En 1934 uno de sus directores espirituales, el salesiano padre Pinho, que la asistió desde ese año hasta 1942, le indicó que redactase sus experiencias místicas; él la inscribió en la Asociación de Salesianos Cooperadores. En 1936 Cristo encomendó a la beata que solicitase al Sumo Pontífice la consagración del mundo al Corazón Inmaculado de María. El padre Pinho se ocupó de solicitarlo reiteradamente hasta 1941. El 31 de octubre de 1942 el papa Pío XII efectuó esta declaración, que renovó en Roma el 8 de diciembre del mismo año. Unos meses antes, en la primavera, Alexandrina había comenzado a nutrirse exclusivamente con la Eucaristía: «No te alimentarás más con comida en la tierra. Tu comida será mi Carne, tu bebida será mi divina Sangre, tu vida será mi Vida. Tú la recibes de Mí cuando uno mi corazón al tuyo. No tengas miedo, ya no serás más crucificada como en el pasado, ahora nuevas pruebas te esperan que serán las más dolorosas. Pero al final Yo te llevaré al cielo y la Santísima Madre te acompañará». En un momento dado, Cristo le hizo saber: «Estás viviendo solo de la Eucaristía porque quiero mostrarle al mundo entero el poder de la Eucaristía y el poder de mi vida en las almas».
Hasta su muerte ni bebió, ni ingirió bocado alguno, todo lo cual fue ratificado por competentes especialistas.

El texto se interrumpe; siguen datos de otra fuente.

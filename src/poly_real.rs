//! Real polynomial arithmetic for transfer functions.
//! Polynomials are stored as coefficient slices in ascending powers.

use alloc::{vec, vec::Vec};
use core::cmp::{max, min};

use crate::{Error, Result};

/// A rational transfer function in the z-plane.
///
/// Both polynomials are ordered in ascending powers of `z^-1`.
#[derive(Debug, Clone, PartialEq)]
pub struct TransferFunction {
    pub numerator: Vec<f64>,
    pub denominator: Vec<f64>,
}

impl TransferFunction {
    /// The transfer function `0 / 1`, the neutral element when adding fractions.
    #[must_use]
    pub fn zero() -> Self {
        TransferFunction {
            numerator: vec![0.0],
            denominator: vec![1.0],
        }
    }

    /// Evaluates the transfer function at a (real) value of `z^-1`.
    #[must_use]
    pub fn evaluate(&self, z_inv: f64) -> f64 {
        evaluate(&self.numerator, z_inv) / evaluate(&self.denominator, z_inv)
    }
}

/// Horner evaluation of a polynomial.
fn evaluate(a: &[f64], x: f64) -> f64 {
    a.iter().rev().fold(0.0, |acc, c| acc * x + c)
}

/// Returns `true` if two polynomials are equal.
fn compare_equal(a1: &[f64], a2: &[f64], eps: Option<f64>) -> bool {
    let eps = eps.unwrap_or(0.0);
    let n = max(a1.len(), a2.len());
    (0..n).all(|i| {
        let v1 = a1.get(i).copied().unwrap_or(0.0);
        let v2 = a2.get(i).copied().unwrap_or(0.0);
        (v1 - v2).abs() <= eps
    })
}

/// Adds two real polynomials.
pub(crate) fn add(a1: &[f64], a2: &[f64], eps: Option<f64>) -> Result<Vec<f64>> {
    if a1.is_empty() || a2.is_empty() {
        return Err(Error::EmptyPolynomial);
    }
    let n3 = max(a1.len(), a2.len());
    let a3: Vec<f64> = (0..n3)
        .map(|i| a1.get(i).copied().unwrap_or(0.0) + a2.get(i).copied().unwrap_or(0.0))
        .collect();
    trim(&a3, eps)
}

/// Multiplies two real polynomials.
pub(crate) fn multiply(a1: &[f64], a2: &[f64], eps: Option<f64>) -> Result<Vec<f64>> {
    if a1.is_empty() || a2.is_empty() {
        return Err(Error::EmptyPolynomial);
    }
    let n1 = a1.len() - 1;
    let n2 = a2.len() - 1;
    let n3 = n1 + n2;
    let mut a3 = vec![0.0; n3 + 1];
    for (i, c) in a3.iter_mut().enumerate() {
        let p1 = i.saturating_sub(n2);
        let p2 = min(n1, i);
        *c = (p1..=p2).map(|j| a1[j] * a2[i - j]).sum();
    }
    trim(&a3, eps)
}

/// Trims top order zero coefficients.
pub(crate) fn trim(a: &[f64], eps: Option<f64>) -> Result<Vec<f64>> {
    let eps = eps.unwrap_or(0.0);
    if a.is_empty() {
        return Err(Error::EmptyPolynomial);
    }
    match a.iter().rposition(|c| c.abs() > eps) {
        Some(last) => Ok(a[..=last].to_vec()),
        None => Ok(vec![0.0]),
    }
}

/// Adds two rational fractions.
///
/// Equal denominators only add the numerators, otherwise both fractions are brought onto the
/// product of the denominators.
pub(crate) fn add_fractions(
    f1: &TransferFunction,
    f2: &TransferFunction,
    eps: Option<f64>,
) -> Result<TransferFunction> {
    if compare_equal(&f1.denominator, &f2.denominator, eps) {
        return Ok(TransferFunction {
            numerator: add(&f1.numerator, &f2.numerator, eps)?,
            denominator: f1.denominator.clone(),
        });
    }
    let numerator = add(
        &multiply(&f1.numerator, &f2.denominator, eps)?,
        &multiply(&f2.numerator, &f1.denominator, eps)?,
        eps,
    )?;
    let denominator = multiply(&f1.denominator, &f2.denominator, eps)?;
    Ok(TransferFunction {
        numerator,
        denominator,
    })
}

El 13 de octubre de 1955 falleció, diciendo: «No lloren por mí, hoy soy inmensamente feliz… por fin me voy al cielo». Antes dictó su epitafio, que incluía este ruego: «…no peques nunca más. No ofendas más a Nuestro amado Señor. Conviértete. No pierdas a Jesús por toda la eternidad. ¡¡Él es tan bueno!!». Juan Pablo II la beatificó el 25 de abril de 2004.